2. Genome evolution - introduction In the course of a human lifetime, the genome is used, damaged, repaired, copied and handed down to offspring cells dozens of times. In the process, the genome is changed. This change is called a mutation. At first this involves just a single individual. If the change is has no phenotypic consequence, no selection acts against (or for) the mutation, and chance determines whether the individual’s offspring will carry the mutation, and so on. The process by which the frequency of the mutation changes in the population is called (random)genetic drift. Of all neutral mutations in a population of 2N haploid genomes, a fraction 1/2N will eventually spread through the entire population. The mutation is said to have gone to fixation. Mutations that have a beneficial effect have a (much) larger probability of getting fixed (once they reach a non-negligible population frequency), while deleterious mutations have almost no chance of going to fixation. Mutations that have become fixed in the population are called substitutions. (Note: “substitutions” usually refer to single nucleotide substitutions, but the term “indel substitution” is also used.) When comparing genomes from different species, what you see are all the fixed mutations (substitutions) that have occurred since the two species split. Mutations that are reside in either of the two individuals whose genomes were sequenced are called polymorphisms, and will also be included. Usually these form a small proportion and the distinction is ignored (but note that polymorphisms may well be deleterious, while substitutions rarely are).

2. Genome evolution – nucleotide substitutions Basically two causes: damage, and copy errors during replication. The two causes can be teased apart by comparing species with different generation times. More generations per unit of time mean more copying errors, while the rate of damage might stay relatively constant. Errors are recognized and repaired by specific and highly efficient repair mechanisms. Resulting error rate is low: about 3x10-8 per nucleotide per generation in humans. The repair mechanism is extremely important: damage to this system increases the likelihood of getting cancer. The rate of mutagenesis is higher in males than in females (see e.g. Berlin et al., J Molec Evol 62(2) 226-233), probably due to more cell divisions in the male germline. This results in low mutation rates on the X, and high mutation rates on the Y chromosome. In mammals, the rate of transitions (pyrimidine-to-pyrimidine or purine-to-purine) is about twice higher than the rate of transversions (pyrimidine-to-purine or vice versa).

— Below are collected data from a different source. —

//! Schema metadata: what we know about physical tables and where it comes from.
//!
//! A [`TableReflector`] is the source of truth (a live database, a snapshot, a
//! fixture). A [`Metadata`] handle memoizes reflected tables so every lookup
//! performed while building one relation sees the same schema state. After a
//! schema-altering operation callers must switch to [`Metadata::fresh`]; a
//! handle never notices schema changes on its own.

use std::collections::BTreeMap;
use std::sync::atomic::{AtomicUsize, Ordering};
use std::sync::Arc;

use dashmap::DashMap;
use serde::{Deserialize, Serialize};
use tracing::debug;

use crate::column::{AttNum, ColumnRef, JoinEdge, TableId};
use crate::error::{RelqError, Result};

#[derive(Debug, Clone, PartialEq, Eq, Serialize, Deserialize)]
pub struct ColumnDescriptor {
    pub attnum: AttNum,
    pub name: String,
    pub data_type: String,
    #[serde(default)]
    pub nullable: bool,
    #[serde(default)]
    pub primary_key: bool,
}

/// `attnum` of the owning table references `referenced`.
#[derive(Debug, Clone, Copy, PartialEq, Eq, Serialize, Deserialize)]
pub struct ForeignKey {
    pub attnum: AttNum,
    pub referenced: ColumnRef,
}

#[derive(Debug, Clone, PartialEq, Eq, Serialize, Deserialize)]
pub struct TableDescriptor {
    pub id: TableId,
    #[serde(default)]
    pub schema: Option<String>,
    pub name: String,
    pub columns: Vec<ColumnDescriptor>,
    #[serde(default)]
    pub foreign_keys: Vec<ForeignKey>,
}

impl TableDescriptor {
    pub fn column(&self, attnum: AttNum) -> Option<&ColumnDescriptor> {
        self.columns.iter().find(|c| c.attnum == attnum)
    }

    pub fn column_by_name(&self, name: &str) -> Option<&ColumnDescriptor> {
        self.columns.iter().find(|c| c.name == name)
    }

    pub fn primary_key(&self) -> impl Iterator<Item = &ColumnDescriptor> {
        self.columns.iter().filter(|c| c.primary_key)
    }
}

/// Source of table definitions.
///
/// Implementations must be idempotent per `table_id` for as long as the
/// underlying schema does not change.
pub trait TableReflector: Send + Sync {
    fn reflect_table(&self, table_id: TableId) -> Result<TableDescriptor>;

    /// Every table this reflector knows about. Used to discover incoming
    /// foreign keys; reflectors that cannot enumerate return an empty list.
    fn table_ids(&self) -> Vec<TableId> {
        Vec::new()
    }
}

/// In-memory reflector over a fixed set of tables.
#[derive(Debug, Default, Serialize, Deserialize)]
#[serde(from = "Vec<TableDescriptor>", into = "Vec<TableDescriptor>")]
pub struct StaticCatalog {
    tables: BTreeMap<TableId, TableDescriptor>,
    reflections: AtomicUsize,
}

impl StaticCatalog {
    pub fn new() -> Self {
        Self::default()
    }

    pub fn with_table(mut self, table: TableDescriptor) -> Self {
        self.tables.insert(table.id, table);
        self
    }

    /// Number of `reflect_table` calls served so far.
    pub fn reflection_count(&self) -> usize {
        self.reflections.load(Ordering::Relaxed)
    }
}

impl Clone for StaticCatalog {
    fn clone(&self) -> Self {
        Self {
            tables: self.tables.clone(),
            reflections: AtomicUsize::new(0),
        }
    }
}

impl From<Vec<TableDescriptor>> for StaticCatalog {
    fn from(tables: Vec<TableDescriptor>) -> Self {
        Self {
            tables: tables.into_iter().map(|t| (t.id, t)).collect(),
            reflections: AtomicUsize::new(0),
        }
    }
}

impl From<StaticCatalog> for Vec<TableDescriptor> {
    fn from(catalog: StaticCatalog) -> Self {
        catalog.tables.into_values().collect()
    }
}

impl TableReflector for StaticCatalog {
    fn reflect_table(&self, table_id: TableId) -> Result<TableDescriptor> {
        self.reflections.fetch_add(1, Ordering::Relaxed);
        self.tables
            .get(&table_id)
            .cloned()
            .ok_or(RelqError::TableNotFound { table_id })
    }

    fn table_ids(&self) -> Vec<TableId> {
        self.tables.keys().copied().collect()
    }
}

/// Shared, memoizing handle over a [`TableReflector`].
///
/// Clones share the same cache.
#[derive(Clone)]
pub struct Metadata {
    reflector: Arc<dyn TableReflector>,
    tables: Arc<DashMap<TableId, Arc<TableDescriptor>>>,
}

impl Metadata {
    pub fn new(reflector: Arc<dyn TableReflector>) -> Self {
        Self {
            reflector,
            tables: Arc::new(DashMap::new()),
        }
    }

    /// A new handle over the same reflector with an empty cache.
    pub fn fresh(&self) -> Self {
        Self::new(Arc::clone(&self.reflector))
    }

    /// Reflect `table_id`, reusing an already registered definition.
    pub fn reflect_table(&self, table_id: TableId) -> Result<Arc<TableDescriptor>> {
        if let Some(table) = self.tables.get(&table_id) {
            return Ok(Arc::clone(table.value()));
        }
        debug!(table_id, "reflecting table");
        let table = Arc::new(self.reflector.reflect_table(table_id)?);
        Ok(Arc::clone(
            self.tables.entry(table_id).or_insert(table).value(),
        ))
    }

    pub fn is_reflected(&self, table_id: TableId) -> bool {
        self.tables.contains_key(&table_id)
    }

    pub fn column(&self, table_id: TableId, attnum: AttNum) -> Result<ColumnDescriptor> {
        self.reflect_table(table_id)?
            .column(attnum)
            .cloned()
            .ok_or(RelqError::ColumnNotFound { table_id, attnum })
    }

    pub fn column_name(&self, table_id: TableId, attnum: AttNum) -> Result<String> {
        self.column(table_id, attnum).map(|c| c.name)
    }

    /// Edges that can extend a join path out of `table_id`: its own foreign
    /// keys, then foreign keys of other tables that point at it.
    pub fn joinable_edges(&self, table_id: TableId) -> Result<Vec<JoinEdge>> {
        let table = self.reflect_table(table_id)?;
        let mut edges: Vec<JoinEdge> = table
            .foreign_keys
            .iter()
            .map(|fk| JoinEdge::new((table_id, fk.attnum), fk.referenced))
            .collect();

        for other_id in self.reflector.table_ids() {
            let other = self.reflect_table(other_id)?;
            for fk in other.foreign_keys.iter().filter(|fk| fk.referenced.table_id == table_id) {
                edges.push(JoinEdge::new(fk.referenced, (other_id, fk.attnum)));
            }
        }
        Ok(edges)
    }
}

impl std::fmt::Debug for Metadata {
    fn fmt(&self, f: &mut std::fmt::Formatter<'_>) -> std::fmt::Result {
        let mut ids: Vec<TableId> = self.tables.iter().map(|e| *e.key()).collect();
        ids.sort_unstable();
        f.debug_struct("Metadata").field("tables", &ids).finish()
    }
}

#[cfg(test)]
pub(crate) mod fixtures {
    use super::*;

    pub fn column(attnum: AttNum, name: &str, data_type: &str) -> ColumnDescriptor {
        ColumnDescriptor {
            attnum,
            name: name.to_string(),
            data_type: data_type.to_string(),
            nullable: attnum != 1,
            primary_key: attnum == 1,
        }
    }

    /// `T`(10): id, name, city_id -> cities(20).id, country_id -> countries(30).id
    /// `cities`(20): id, country_id -> countries(30).id, ..., city_name at attnum 5
    /// `countries`(30): id, name
    pub fn catalog() -> StaticCatalog {
        StaticCatalog::new()
            .with_table(TableDescriptor {
                id: 10,
                schema: Some("app".to_string()),
                name: "T".to_string(),
                columns: vec![
                    column(1, "id", "int"),
                    column(2, "name", "varchar"),
                    column(3, "city_id", "int"),
                    column(4, "country_id", "int"),
                ],
                foreign_keys: vec![
                    ForeignKey { attnum: 3, referenced: ColumnRef::new(20, 1) },
                    ForeignKey { attnum: 4, referenced: ColumnRef::new(30, 1) },
                ],
            })
            .with_table(TableDescriptor {
                id: 20,
                schema: Some("app".to_string()),
                name: "cities".to_string(),
                columns: vec![
                    column(1, "id", "int"),
                    column(2, "country_id", "int"),
                    column(3, "population", "bigint"),
                    column(4, "founded", "date"),
                    column(5, "city_name", "varchar"),
                ],
                foreign_keys: vec![ForeignKey { attnum: 2, referenced: ColumnRef::new(30, 1) }],
            })
            .with_table(TableDescriptor {
                id: 30,
                schema: Some("app".to_string()),
                name: "countries".to_string(),
                columns: vec![column(1, "id", "int"), column(2, "name", "varchar")],
                foreign_keys: vec![],
            })
    }

    pub fn metadata() -> Metadata {
        Metadata::new(Arc::new(catalog()))
    }
}

#[cfg(test)]
mod tests {
    use super::fixtures::*;
    use super::*;

    #[test]
    fn column_name_resolution_is_idempotent() {
        let catalog = Arc::new(catalog());
        let metadata = Metadata::new(catalog.clone());

        let first = metadata.column_name(10, 2).unwrap();
        let second = metadata.column_name(10, 2).unwrap();
        assert_eq!(first, "name");
        assert_eq!(first, second);
        assert_eq!(catalog.reflection_count(), 1);
    }

    #[test]
    fn fresh_handle_reflects_again() {
        let catalog = Arc::new(catalog());
        let metadata = Metadata::new(catalog.clone());
        metadata.reflect_table(10).unwrap();
        assert!(metadata.is_reflected(10));

        let fresh = metadata.fresh();
        assert!(!fresh.is_reflected(10));
        fresh.reflect_table(10).unwrap();
        assert_eq!(catalog.reflection_count(), 2);
    }

    #[test]
    fn clones_share_the_cache() {
        let metadata = metadata();
        let clone = metadata.clone();
        metadata.reflect_table(20).unwrap();
        assert!(clone.is_reflected(20));
    }

    #[test]
    fn missing_table_and_column_are_errors() {
        let metadata = metadata();
        assert!(matches!(
            metadata.reflect_table(99),
            Err(RelqError::TableNotFound { table_id: 99 })
        ));
        assert!(matches!(
            metadata.column_name(10, 42),
            Err(RelqError::ColumnNotFound { table_id: 10, attnum: 42 })
        ));
    }

    #[test]
    fn joinable_edges_cover_both_directions() {
        let metadata = metadata();

        let from_t = metadata.joinable_edges(10).unwrap();
        assert_eq!(
            from_t,
            vec![
                JoinEdge::new((10, 3), (20, 1)),
                JoinEdge::new((10, 4), (30, 1)),
            ]
        );

        let from_countries = metadata.joinable_edges(30).unwrap();
        assert!(from_countries.contains(&JoinEdge::new((30, 1), (10, 4))));
        assert!(from_countries.contains(&JoinEdge::new((30, 1), (20, 2))));
        assert_eq!(from_countries.len(), 2);
    }

    #[test]
    fn static_catalog_deserializes_from_table_list() {
        let catalog: StaticCatalog = serde_json::from_str(
            r#"[{"id": 7, "name": "things", "columns": [
                {"attnum": 1, "name": "id", "data_type": "int", "primary_key": true}
            ]}]"#,
        )
        .unwrap();
        let table = catalog.reflect_table(7).unwrap();
        assert_eq!(table.primary_key().count(), 1);
        assert_eq!(table.column_by_name("id").map(|c| c.attnum), Some(1));
    }
}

2. Genome evolution – CpG mutation rate Methylation of Cytosine (mC) involves adding a methyl group (CH3) on to the C5 carbon. Accidental de-amination of the C4 carbon turns a mC into a normal Thymine. This results in a mismatch, but the “wrong” base cannot be identified, since both are in the “alphabet”. Result: substitution rate on CpG dinucleotides is about 15x higher than for ordinary C’s or G’s. (The same process on the reverse-strand mC causes a high mutation rate on the “G”). Over time, this causes CpGs to be about 4x underrepresented compared to the expectation based on C and G frequencies. For sequences that are not methylated (in the germline), this mechanism does not apply, resulting in “high” (i.e. normal) levels of CpG in so-called “CpG islands”. These are often promoters of ubiquitously expressed genes.

2. Genome evolution – Transcription-coupled repair • When RNA polymerase II encounters a mutated nucleotide, it stops. This triggers the TCR pathway which repairs the mutation. • Failure of TCR leads to Cockayne syndrome, extreme form of accelerated aging. • TCR is strand-asymmetric (mutations in the untranscribed strand are not corrected by TCR), and leads to asymmetric mutation rates in transcribed regions.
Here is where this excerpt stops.